Mientras los científicos discuten y se pelean entre sí sobre si se ha logrado ya un conocimiento completo del ADN o si todavía queda mucho camino por recorrer, todos los educadores luchan cada día con un problema más fundamental.
Cada hombre y cada mujer crecen y se desarrollan a partir de dos elementos fundamentales: la herencia y el ambiente. O, en palabras sencillas, a partir del barro y del alfarero. Por un lado está lo que reciben de sus padres biológicos; por otro, lo que encuentran en el mundo que les acoge, les rechaza, les ama o les desprecia.
El educador sabe que debe partir con lo que tiene delante: el niño que nace en la familia o que entra en la escuela tiene algo “fijo” que se llama “información genética”, y que espera encontrar el ambiente adecuado para un desarrollo optimal. El poder responder, desarrollarse, crecer, depende, por un lado, de lo que los propios límites físicos tienen “programado”; por otro, de lo que encuentre en el ambiente familiar y escolar de cariño, respeto, esperanza y cuidados físicos y mentales.
Aquí radica uno de los grandes secretos de la pedagogía universal: saber esperar, saber promover, saber encauzar, saber ensalzar al niño y al adolescente concreto con el que nos encontramos. Los primeros que tienen que aceptar al niño como es son sus padres. Hay chicos o chicas que sufren un fuerte trauma psicológico por el hecho de descubrir que sus padres no los esperaban ni han sabido quererlos como lo que son: a veces desprecian a una hija porque querían que naciese un varón, o desprecian al hijo cuando ya tenían todo listo para una niña. La sorpresa y la congoja puede ser mayor cuando el recién nacido no llena los “requisitos” de perfección o de cualidades físicas que se habían forjado, en sus sueños, los padres en los 9 meses de embarazo...
Un secreto educativo elemental consiste en aceptar al que llama a la mesa de la vida. No somos nosotros la medida de lo que pueda ser cada nuevo ser humano. El que nace se convierte en la verdadera medida y en un reclamo que nos exige dejar planes prefijados para recibir, con mucho respeto y con mayor amor, al hijo o la hija que ahora empieza su caminar por este planeta azul y gris. Sólo desde ese amor y aceptación será posible caldear el ambiente favorable que permitirá una maduración equilibrada de la personalidad del niño o niña.
Lo mismo hay que decir de la escuela. Puede ser que el maestro o maestra se sienta a disgusto ante el conjunto de inquietos y vivos chiquillos (o grandulones) que entran al salón cada inicio de curso. La personalidad de cada uno de ellos ha sido configurada desde las relaciones familiares y los encuentros que se suceden en la vida, y ya empieza a definirse hacia la tranquilidad o la violencia, hacia la laboriosidad o la pereza, hacia el estudio o la divagación. En vez de lamentarse por lo que encuentra en los pupitres, el buen maestro sabe acoger al niño o la niña tal como son para empezar a poner, también él, su granito de arena en una tarea que toca a todos.

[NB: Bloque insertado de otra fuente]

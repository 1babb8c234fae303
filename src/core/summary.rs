//! SummaryAggregator: completed interview → scored report

use tracing::info;
use crate::{MAX_FEEDBACK_ITEMS, MAX_NOTABLE_QUOTES, MAX_QUOTE_CHARS, MIN_QUOTE_SOURCE_CHARS};
use crate::core::clock::date_string;
use crate::core::text::char_len;
use crate::error::{InterviewError, Result};
use crate::types::{ConversationState, Dimension, Phase, Profile, Summary, TranscriptEntry};

pub const DEFAULT_STRENGTH: &str = "Participated fully in the interview process";
pub const DEFAULT_IMPROVEMENT: &str = "Continue developing interview skills";

#[derive(Debug, Default, Clone, Copy)]
pub struct SummaryAggregator;

impl SummaryAggregator {
    pub fn new() -> Self {
        Self
    }

    /// Reduce a completed interview to its report
    pub fn summarize(
        &self,
        state: &ConversationState,
        organization: &Profile,
        candidate: &Profile,
    ) -> Result<Summary> {
        let phase = state.phase();
        if phase != Phase::Complete {
            return Err(InterviewError::InvalidState {
                expected: Phase::Complete.as_str(),
                actual: phase.as_str(),
            });
        }
        let candidate_name = candidate.name().ok_or(InterviewError::IncompleteProfile {
            profile: "candidate",
            field: "name",
        })?;
        let organization_name = organization.name().ok_or(InterviewError::IncompleteProfile {
            profile: "organization",
            field: "name",
        })?;

        let totals = &state.evaluation;
        let dated = state
            .interview_end_time
            .or(state.interview_start_time)
            .unwrap_or_default();

        let summary = Summary {
            candidate_name: candidate_name.to_string(),
            organization_name: organization_name.to_string(),
            interview_date: date_string(dated),
            overall_score: round1(totals.overall()),
            presentation_score: round1(totals.normalized(Dimension::Presentation)),
            content_score: round1(totals.normalized(Dimension::Content)),
            confidence_score: round1(totals.normalized(Dimension::Confidence)),
            relevance_score: round1(totals.normalized(Dimension::Relevance)),
            authenticity_score: round1(totals.normalized(Dimension::Authenticity)),
            question_count: totals.question_count,
            strengths: top_or_default(&state.feedback.strengths, DEFAULT_STRENGTH),
            areas_for_improvement: top_or_default(&state.feedback.areas_for_improvement, DEFAULT_IMPROVEMENT),
            notable_quotes: notable_quotes(&state.history),
            conversation_transcript: state.history.clone(),
            interview_start_time: state.interview_start_time,
            interview_end_time: state.interview_end_time,
            interview_duration_seconds: state.duration_seconds(),
            time_limit_exceeded: state.time_limit_exceeded,
        };

        info!(
            overall = summary.overall_score,
            scored = summary.question_count,
            "summary produced"
        );
        Ok(summary)
    }
}

fn round1(value: f64) -> f64 {
    (value * 10.0).round() / 10.0
}

fn top_or_default(items: &[String], default: &str) -> Vec<String> {
    if items.is_empty() {
        return vec![default.to_string()];
    }
    items.iter().take(MAX_FEEDBACK_ITEMS).cloned().collect()
}

/// First sentence of up to three substantial candidate responses
pub fn notable_quotes(history: &[TranscriptEntry]) -> Vec<String> {
    let mut quotes: Vec<String> = Vec::new();
    for entry in history.iter().filter(|e| e.is_candidate()) {
        if char_len(&entry.text) <= MIN_QUOTE_SOURCE_CHARS {
            continue;
        }
        let sentence = entry.text.split('.').next().unwrap_or_default();
        let quote = if char_len(sentence) > MAX_QUOTE_CHARS {
            let head: String = sentence.chars().take(MAX_QUOTE_CHARS - 3).collect();
            format!("{}...", head)
        } else {
            sentence.to_string()
        };
        if quote.is_empty() || quotes.contains(&quote) {
            continue;
        }
        quotes.push(quote);
        if quotes.len() >= MAX_NOTABLE_QUOTES {
            break;
        }
    }
    quotes
}

// =============================================================================
// TESTS
// =============================================================================
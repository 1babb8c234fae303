//! Core types for Rehearsal

mod question;
mod profile;
mod transcript;
mod evaluation;
mod state;
mod summary;

pub use question::{Question, QuestionType, Script};
pub use profile::{Profile, ProfileValue};
pub use transcript::{Speaker, TranscriptEntry, CONCLUSION_LABEL};
pub use evaluation::{Dimension, DimensionScores, EvaluationTotals, Feedback};
pub use state::{ConversationState, Phase};
pub use summary::Summary;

Muchos recordamos con mucha gratitud la huella que dejaron en nuestra niñez y adolescencia maestros y profesores de gran competencia académica y de gran sentido pedagógico. También, por desgracia, a veces nos lamentaremos de aquel “profesional de la educación” que no supo ganar nuestro corazón, si es que no llegó a sembrar un poco de cizaña entre quienes fuimos sus alumnos. Ese recuerdo debe comprometer a todo educador en la tarea de amar y suscitar todo lo bueno y noble que se esconde en cada vida humana, pues no hay nadie que nazca predeterminado a ser de un modo o de otro.
Seguramente los estudios sobre el ADN ayudarán a mejorar la salud de los hombres y mujeres del tercer milenio. Pero no podrán jamás sustituir la vocación educativa que es propia, de modo especial, de los padres y de los maestros. Por ellos y gracias a ellos una persona genéticamente “débil” puede llegar a ser un adulto plenamente feliz y realizado, como también, por desgracia, quien recibe un patrimonio cromosómico “perfecto” puede terminar en la desesperación de la droga, en el drama de la delincuencia, en la frustración del fracaso vital.
Nos toca a nosotros, adultos, decidir sobre el camino educativo que ofrezcamos a las nuevas generaciones. Aceptar al que nace, rodearlo de amor y de respeto, enseñarle los valores y las verdades que puedan dar sentido a la vida, son deberes fundamentales que permiten la construcción de un mundo mejor, sin tener que esperar, como alguno sueña, a que la genética “cambie” a la especie humana. Ese cambio depende de nosotros, ahora. Basta con tomar el reto educativo y empezar a caminar con amor y desde el amor, en la tarea de permitir a nuestros hijos y educandos un desarrollo plenamente humano.